The conjugate gradient (CG) method possesses a finite termination property, guaranteeing that it finds the exact solution to the linear system Ax = b, where A is an n \times n symmetric positive definite matrix, in at most n iterations in exact arithmetic.^[3] This property arises because the residuals r_k generated at each step are mutually orthogonal, and the search directions p_k are A-conjugate, ensuring linear independence; since there can be at most n linearly independent vectors in \mathbb{R}^n, the process cannot continue beyond n steps without the residual becoming zero.^[3] More precisely, the iterates minimize the error over the Krylov subspace \mathcal{K}_k(A, r_0) = \span\{r_0, Ar_0, \dots, A^{k-1}r_0\}, and the linear independence of the Krylov basis vectors implies exact termination at or before step n if no numerical issues occur.^[6] Breakdowns in the algorithm occur under specific conditions that actually signal convergence.
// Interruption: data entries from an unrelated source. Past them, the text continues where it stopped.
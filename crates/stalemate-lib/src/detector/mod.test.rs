use super::*;

// ============================================================================
// Test Utilities
// ============================================================================

/// Apply `(process, resource)` requests, creating entities on first mention
fn model_from_requests(requests: &[(&str, &str)]) -> AllocationModel {
    let mut model = AllocationModel::new();
    for &(process, resource) in requests {
        model.ensure_process(process);
        model.ensure_resource(resource);
        model.request_resource(process, resource).unwrap();
    }
    model
}

/// Scenario A: P1 holds R1, P2 holds R2, each requests the other's resource
fn two_way_deadlock() -> AllocationModel {
    model_from_requests(&[("P1", "R1"), ("P2", "R2"), ("P1", "R2"), ("P2", "R1")])
}

/// Rotate a cycle so it starts with its smallest name
fn normalized(cycle: &[String]) -> Vec<String> {
    let Some(start) = cycle
        .iter()
        .enumerate()
        .min_by(|(_, a), (_, b)| a.cmp(b))
        .map(|(i, _)| i)
    else {
        return Vec::new();
    };
    cycle[start..]
        .iter()
        .chain(cycle[..start].iter())
        .cloned()
        .collect()
}

// ============================================================================
// Wait-for graph
// ============================================================================

#[test]
fn test_graph_has_a_node_per_process() {
    let model = model_from_requests(&[("P1", "R1"), ("P2", "R2"), ("P3", "R3")]);
    let graph = WaitForGraph::build(&model);

    assert_eq!(graph.node_count(), 3);
    assert_eq!(graph.edge_count(), 0);
    assert!(graph.is_empty());
    assert!(!graph.has_cycle());
}

#[test]
fn test_graph_edges_follow_wait_relationships() {
    let model = model_from_requests(&[("P2", "R1"), ("P3", "R2"), ("P1", "R1"), ("P2", "R2")]);
    let graph = WaitForGraph::build(&model);

    let edges: Vec<(String, String, String)> = graph
        .edges()
        .map(|(w, r, h)| {
            (
                model.process_name(w).to_string(),
                model.resource_name(r).to_string(),
                model.process_name(h).to_string(),
            )
        })
        .collect();

    assert_eq!(edges.len(), 2);
    assert!(edges.contains(&("P1".into(), "R1".into(), "P2".into())));
    assert!(edges.contains(&("P2".into(), "R2".into(), "P3".into())));
}

#[test]
fn test_graph_link_returns_connecting_resource() {
    let model = two_way_deadlock();
    let graph = WaitForGraph::build(&model);
    let p1 = model.process_id("P1").unwrap();
    let p2 = model.process_id("P2").unwrap();

    assert_eq!(graph.link(p1, p2), model.resource_id("R2"));
    assert_eq!(graph.link(p2, p1), model.resource_id("R1"));
}

// ============================================================================
// detect_deadlock
// ============================================================================

#[test]
fn test_empty_model_has_no_deadlock() {
    let report = detect_deadlock(&AllocationModel::new());

    assert!(!report.found);
    assert!(report.cycle.is_empty());
    assert!(report.edges.is_empty());
    assert_eq!(report, DeadlockReport::none());
}

#[test]
fn test_scenario_a_two_way_deadlock() {
    let model = two_way_deadlock();

    let report = detect_deadlock(&model);

    assert!(report.found);
    assert_eq!(normalized(&report.cycle), vec!["P1", "P2"]);
    assert_eq!(report.edges.len(), 2);
    assert!(report.edges.contains(&WaitEdge {
        waiter: "P1".into(),
        resource: "R2".into(),
        holder: "P2".into(),
    }));
    assert!(report.edges.contains(&WaitEdge {
        waiter: "P2".into(),
        resource: "R1".into(),
        holder: "P1".into(),
    }));
}

#[test]
fn test_scenario_b_release_breaks_deadlock() {
    let mut model = two_way_deadlock();

    model.release_resource("P1", "R1").unwrap();

    assert_eq!(model.process_by_name("P2").unwrap().waiting_for(), None);
    let report = detect_deadlock(&model);
    assert!(!report.found);
    assert!(report.cycle.is_empty());
}

#[test]
fn test_scenario_c_chain_is_not_a_deadlock() {
    // P1 -> P2 -> P3
    let model = model_from_requests(&[("P2", "R1"), ("P3", "R2"), ("P1", "R1"), ("P2", "R2")]);

    let report = detect_deadlock(&model);

    assert!(!report.found);
    assert!(find_all_cycles(&model).is_empty());
}

#[test]
fn test_detection_is_idempotent() {
    let model = two_way_deadlock();
    let before = model.snapshot();

    let first = detect_deadlock(&model);
    let second = detect_deadlock(&model);

    assert_eq!(first, second);
    assert_eq!(model.snapshot(), before);
}

#[test]
fn test_three_cycle_is_reported_in_wait_order() {
    // P1 -> P2 -> P3 -> P1
    let model = model_from_requests(&[
        ("P1", "R1"),
        ("P2", "R2"),
        ("P3", "R3"),
        ("P1", "R2"),
        ("P2", "R3"),
        ("P3", "R1"),
    ]);

    let report = detect_deadlock(&model);

    assert!(report.found);
    assert_eq!(report.cycle, vec!["P1", "P2", "P3"]);
    assert_eq!(report.path(), "P1 -> P2 -> P3 -> P1");
    let resources: Vec<&str> = report.edges.iter().map(|e| e.resource.as_str()).collect();
    assert_eq!(resources, vec!["R2", "R3", "R1"]);
}

#[test]
fn test_tail_leading_into_cycle_is_excluded() {
    // P0 -> P1 -> P2 -> P1
    let model = model_from_requests(&[
        ("P0", "R0"),
        ("P1", "R1"),
        ("P2", "R2"),
        ("P0", "R1"),
        ("P1", "R2"),
        ("P2", "R1"),
    ]);

    let report = detect_deadlock(&model);

    assert!(report.found);
    assert!(!report.involves("P0"));
    assert_eq!(normalized(&report.cycle), vec!["P1", "P2"]);
}

#[test]
fn test_release_by_other_side_leaves_one_edge() {
    let mut model = two_way_deadlock();
    model.release_resource("P2", "R2").unwrap();

    // P1 was woken; P2 still waits on R1
    let graph = WaitForGraph::build(&model);
    assert_eq!(graph.edge_count(), 1);
    assert!(!detect_deadlock(&model).found);
}

// ============================================================================
// find_all_cycles / deadlocked
// ============================================================================

#[test]
fn test_disjoint_cycles_are_all_found() {
    let model = model_from_requests(&[
        ("A", "X"),
        ("B", "Y"),
        ("A", "Y"),
        ("B", "X"),
        ("C", "Z"),
        ("D", "W"),
        ("C", "W"),
        ("D", "Z"),
        ("E", "V"),
    ]);

    let reports = find_all_cycles(&model);

    assert_eq!(reports.len(), 2);
    assert_eq!(normalized(&reports[0].cycle), vec!["A", "B"]);
    assert_eq!(normalized(&reports[1].cycle), vec!["C", "D"]);
    assert_eq!(deadlocked(&model), vec!["A", "B", "C", "D"]);
    assert_eq!(detect_deadlock(&model), reports[0]);
}

#[test]
fn test_detector_agrees_with_cycle_check() {
    let scripts: &[&[(&str, &str)]] = &[
        &[],
        &[("P1", "R1"), ("P2", "R1")],
        &[("P1", "R1"), ("P2", "R2"), ("P1", "R2"), ("P2", "R1")],
        &[("P2", "R1"), ("P3", "R2"), ("P1", "R1"), ("P2", "R2")],
    ];

    for script in scripts {
        let model = model_from_requests(script);
        let graph = WaitForGraph::build(&model);
        assert_eq!(detect_deadlock(&model).found, graph.has_cycle());
    }
}

#[test]
fn test_report_display() {
    assert_eq!(DeadlockReport::none().to_string(), "no deadlock");
    let report = detect_deadlock(&two_way_deadlock());
    assert!(report.to_string().starts_with("deadlock: "));
    assert_eq!(report.path().matches(" -> ").count(), 2);
}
If the residual r_k = 0 at iteration k, the exact solution has been reached, terminating the method prematurely.^[3] Similarly, if the scalar p_k^T A p_k = 0, the step length \alpha_k cannot be computed, but for symmetric positive definite A, this indicates that the current iterate is the solution, as the conjugate directions span the necessary subspace without further progress needed.^[2] This finite termination makes CG particularly suitable for large sparse systems, where n \gg 1000, such as those arising from finite difference or finite element discretizations of partial differential equations (PDEs).^[6] Unlike direct methods like Gaussian elimination, which suffer from fill-in that increases storage and computational costs dramatically for sparse matrices, CG requires only matrix-vector products Av, preserving sparsity and enabling efficient implementation on systems with millions of unknowns.^[3] Historically, Hestenes and Stiefel developed CG in 1952 as an alternative to direct solvers for such large-scale problems in applied sciences, where traditional elimination techniques were impractical due to excessive memory demands and operation counts.^[2]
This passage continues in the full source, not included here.